According to the article, strategies to improve nutrition in older people, doctors can employ enteral nutrition as a diet method by a tube to the gastrointestinal tract. Such feeding method is considered for those patients who cannot feed in a normal way. Tube feeding is delivered through health professionals who have been trained in nutrition support and the practice is coordinated by a multi-displinary team. The team includes dietitians, community pharmacist and a nurse. Such team will provide both guidance and monitoring. They will also recommend when to stop enteral feeding. Moreover, some situation may require Food First approach which can be a sufficient method to correct malnutrition in elderly patients. However for those patients whom first-line dietary methods are not sufficient then oral nutrition supplements is considered together with Food First approach (Prescription foods, 2016).

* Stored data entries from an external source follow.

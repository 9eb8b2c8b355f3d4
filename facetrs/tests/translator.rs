//! Integration tests for SQL translation across the four dialects.

use facet::dialect::{
    BigQueryDialect, ClickHouseDialect, Dialect, PostgresDialect, SnowflakeDialect,
};
use facet::query::{
    AggFunction, Aggregation, CustomRange, FilterLogic, FilterNode, QueryModel, QuerySource,
    SortDirection, SortOrder, TimeGranularity, TimeRange, Visualization,
};
use facet::{FacetError, Translator};

fn source(table: &str) -> Option<QuerySource> {
    Some(QuerySource {
        connection_id: "c1".to_string(),
        table: table.to_string(),
    })
}

fn condition(column: &str, operator: &str, value: serde_json::Value) -> FilterNode {
    FilterNode::Condition {
        column: column.to_string(),
        operator: operator.to_string(),
        value: Some(value),
    }
}

fn count_agg(alias: &str) -> Aggregation {
    Aggregation {
        column: None,
        function: AggFunction::Count,
        alias: Some(alias.to_string()),
    }
}

fn visualization(kind: &str) -> Option<Visualization> {
    Some(Visualization {
        kind: kind.to_string(),
        config: Default::default(),
    })
}

#[test]
fn minimal_postgres_select() {
    let query = QueryModel {
        source: source("events"),
        ..Default::default()
    };
    let sql = Translator::new(&PostgresDialect).translate(&query).unwrap();
    assert_eq!(sql, "SELECT *\nFROM public.events\n\n\n\n");
}

#[test]
fn qualified_table_is_not_reprefixed() {
    let query = QueryModel {
        source: source("analytics.events"),
        ..Default::default()
    };
    let sql = Translator::new(&PostgresDialect).translate(&query).unwrap();
    assert!(sql.contains("FROM analytics.events"));
}

#[test]
fn grouped_count_with_filter_sort_and_limit() {
    let query = QueryModel {
        source: source("events"),
        filters: vec![condition("status", "=", serde_json::json!("active"))],
        group_by: vec!["service".to_string()],
        agg: vec![count_agg("event_count")],
        sort: vec![SortOrder {
            column: "event_count".to_string(),
            direction: SortDirection::Desc,
        }],
        limit: Some(10),
        ..Default::default()
    };
    let sql = Translator::new(&PostgresDialect).translate(&query).unwrap();
    assert!(sql.contains("SELECT service, COUNT(*) AS event_count"));
    assert!(sql.contains("FROM public.events"));
    assert!(sql.contains("WHERE status = 'active'"));
    assert!(sql.contains("GROUP BY service"));
    assert!(sql.contains("ORDER BY event_count DESC"));
    assert!(sql.contains("LIMIT 10"));
}

#[test]
fn nested_or_group_renders_in_order() {
    let query = QueryModel {
        source: source("events"),
        filters: vec![
            condition("ts", ">=", serde_json::json!("2025-03-01T00:00:00Z")),
            FilterNode::Group {
                logic: FilterLogic::Or,
                conditions: vec![
                    condition("country", "=", serde_json::json!("US")),
                    condition("country", "=", serde_json::json!("CA")),
                ],
            },
        ],
        ..Default::default()
    };
    let sql = Translator::new(&PostgresDialect).translate(&query).unwrap();
    assert!(sql.contains(
        "WHERE ts >= '2025-03-01T00:00:00Z' AND (country = 'US' OR country = 'CA')"
    ));
}

#[test]
fn deeply_nested_groups() {
    let query = QueryModel {
        source: source("events"),
        filters: vec![FilterNode::Group {
            logic: FilterLogic::And,
            conditions: vec![
                condition("a", "=", serde_json::json!(1)),
                FilterNode::Group {
                    logic: FilterLogic::Or,
                    conditions: vec![
                        condition("b", "=", serde_json::json!(2)),
                        condition("c", "=", serde_json::json!(3)),
                    ],
                },
            ],
        }],
        ..Default::default()
    };
    let sql = Translator::new(&PostgresDialect).translate(&query).unwrap();
    assert!(sql.contains("WHERE (a = 1 AND (b = 2 OR c = 3))"));
}

#[test]
fn clickhouse_time_bucketing_for_line_charts() {
    let query = QueryModel {
        source: source("events"),
        visualization: visualization("line"),
        granularity: Some(TimeGranularity::Day),
        time_range: Some(TimeRange {
            column: Some("ts".to_string()),
            range: "last_7_day".to_string(),
            granularity: None,
            custom_range: None,
        }),
        group_by: vec!["ts".to_string(), "service".to_string()],
        agg: vec![count_agg("n")],
        ..Default::default()
    };
    let sql = Translator::new(&ClickHouseDialect).translate(&query).unwrap();
    assert!(sql.contains("toStartOfDay(ts) AS trunc_ts_day, service, COUNT(*) AS n"));
    assert!(sql.contains("GROUP BY trunc_ts_day, service"));
    // the raw column must not appear in the GROUP BY
    assert!(!sql.contains("GROUP BY ts"));
}

#[test]
fn bucketing_requires_time_column_in_group_by() {
    let query = QueryModel {
        source: source("events"),
        visualization: visualization("line"),
        granularity: Some(TimeGranularity::Day),
        time_range: Some(TimeRange {
            column: Some("ts".to_string()),
            range: "last_7_day".to_string(),
            granularity: None,
            custom_range: None,
        }),
        group_by: vec!["service".to_string()],
        agg: vec![count_agg("n")],
        ..Default::default()
    };
    let sql = Translator::new(&ClickHouseDialect).translate(&query).unwrap();
    assert!(!sql.contains("toStartOfDay"));
    assert!(sql.contains("GROUP BY service"));
}

#[test]
fn bucketing_alias_flattens_dotted_columns() {
    let query = QueryModel {
        source: source("events"),
        visualization: visualization("line"),
        granularity: Some(TimeGranularity::Month),
        time_range: Some(TimeRange {
            column: Some("events.ts".to_string()),
            range: "this_year".to_string(),
            granularity: None,
            custom_range: None,
        }),
        group_by: vec!["events.ts".to_string()],
        agg: vec![count_agg("n")],
        ..Default::default()
    };
    let sql = Translator::new(&PostgresDialect).translate(&query).unwrap();
    assert!(sql.contains("DATE_TRUNC('month', events.ts) AS trunc_events_ts_month"));
    assert!(sql.contains("GROUP BY trunc_events_ts_month"));
}

#[test]
fn pagination_emits_limit_and_offset() {
    let query = QueryModel {
        source: source("events"),
        is_server_pagination: true,
        limit: Some(50),
        offset: Some(100),
        ..Default::default()
    };
    let sql = Translator::new(&PostgresDialect).translate(&query).unwrap();
    assert!(sql.contains("LIMIT 50 OFFSET 100"));
}

#[test]
fn pagination_offset_zero_still_emitted() {
    let query = QueryModel {
        source: source("events"),
        is_server_pagination: true,
        limit: Some(25),
        offset: Some(0),
        ..Default::default()
    };
    let sql = Translator::new(&PostgresDialect).translate(&query).unwrap();
    assert!(sql.contains("LIMIT 25 OFFSET 0"));
}

#[test]
fn pagination_requires_limit_and_offset() {
    let query = QueryModel {
        source: source("events"),
        is_server_pagination: true,
        limit: Some(50),
        ..Default::default()
    };
    let err = Translator::new(&PostgresDialect).translate(&query).unwrap_err();
    assert!(matches!(err, FacetError::InvalidQuery(_)));

    let query = QueryModel {
        source: source("events"),
        is_server_pagination: true,
        offset: Some(0),
        ..Default::default()
    };
    assert!(Translator::new(&PostgresDialect).translate(&query).is_err());
}

#[test]
fn offset_without_pagination_is_rejected() {
    let query = QueryModel {
        source: source("events"),
        offset: Some(10),
        ..Default::default()
    };
    let err = Translator::new(&PostgresDialect).translate(&query).unwrap_err();
    assert!(matches!(err, FacetError::InvalidQuery(_)));
}

#[test]
fn count_wrapper_strips_pagination() {
    let query = QueryModel {
        source: source("events"),
        is_server_pagination: true,
        limit: Some(50),
        offset: Some(100),
        ..Default::default()
    };

    let translator = Translator::new(&PostgresDialect);
    let count_sql = translator.translate_count(&query).unwrap();
    assert!(count_sql.starts_with("SELECT COUNT(*) AS count FROM ("));
    assert!(!count_sql.contains("LIMIT"));
    assert!(!count_sql.contains("OFFSET"));

    // the wrapped query matches a translation with pagination cleared
    let mut inner = query.clone();
    inner.limit = None;
    inner.offset = None;
    inner.is_server_pagination = false;
    let inner_sql = translator.translate(&inner).unwrap();
    assert_eq!(count_sql, format!("SELECT COUNT(*) AS count FROM ({inner_sql})"));
}

#[test]
fn clickhouse_count_wrapper_aliases_the_subquery() {
    let query = QueryModel {
        source: source("events"),
        is_server_pagination: true,
        limit: Some(50),
        offset: Some(0),
        ..Default::default()
    };
    let count_sql = Translator::new(&ClickHouseDialect)
        .translate_count(&query)
        .unwrap();
    assert!(count_sql.ends_with(") AS sub_query"));
}

#[test]
fn contains_operator_dialect_split() {
    let query = QueryModel {
        source: source("users"),
        filters: vec![condition("name", "contains", serde_json::json!("Jo"))],
        ..Default::default()
    };
    let pg = Translator::new(&PostgresDialect).translate(&query).unwrap();
    assert!(pg.contains("name ILIKE '%Jo%'"));
    let ch = Translator::new(&ClickHouseDialect).translate(&query).unwrap();
    assert!(ch.contains("name LIKE '%Jo%'"));
}

#[test]
fn starts_and_ends_with_place_wildcards() {
    let query = QueryModel {
        source: source("users"),
        filters: vec![
            condition("name", "starts_with", serde_json::json!("Jo")),
            condition("email", "ends_with", serde_json::json!(".io")),
        ],
        ..Default::default()
    };
    let sql = Translator::new(&SnowflakeDialect).translate(&query).unwrap();
    assert!(sql.contains("name LIKE 'Jo%'"));
    assert!(sql.contains("email LIKE '%.io'"));
}

#[test]
fn in_and_not_in_render_lists() {
    let query = QueryModel {
        source: source("events"),
        filters: vec![
            condition("country", "in", serde_json::json!(["US", "CA"])),
            condition("tier", "not_in", serde_json::json!([1, 2])),
        ],
        ..Default::default()
    };
    let sql = Translator::new(&PostgresDialect).translate(&query).unwrap();
    assert!(sql.contains("country IN ('US', 'CA')"));
    assert!(sql.contains("tier NOT IN (1, 2)"));
}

Oral Nutritional Supplements
Oral nutrition supplements are liquids containing macro and micronutrients. They are nutritionally complete. They are also more effective when patients are offered different flavors and with varying temperatures. It is recommended that oral nutrition is given to patients between meals and it is even more efficient if they are administered in small doses as medicines. More importantly, they do not serve as food replacement but as supplement. Just like other reviews, both articles conquer that oral supplements are not health hazards to the elderly patients. They agree that supplements are useful measures for increasing energy, micronutrient intake and protein when combines appropriately with other nutrition support strategies (Payette, Boutier, Coulombe & Gray-Donald,2002).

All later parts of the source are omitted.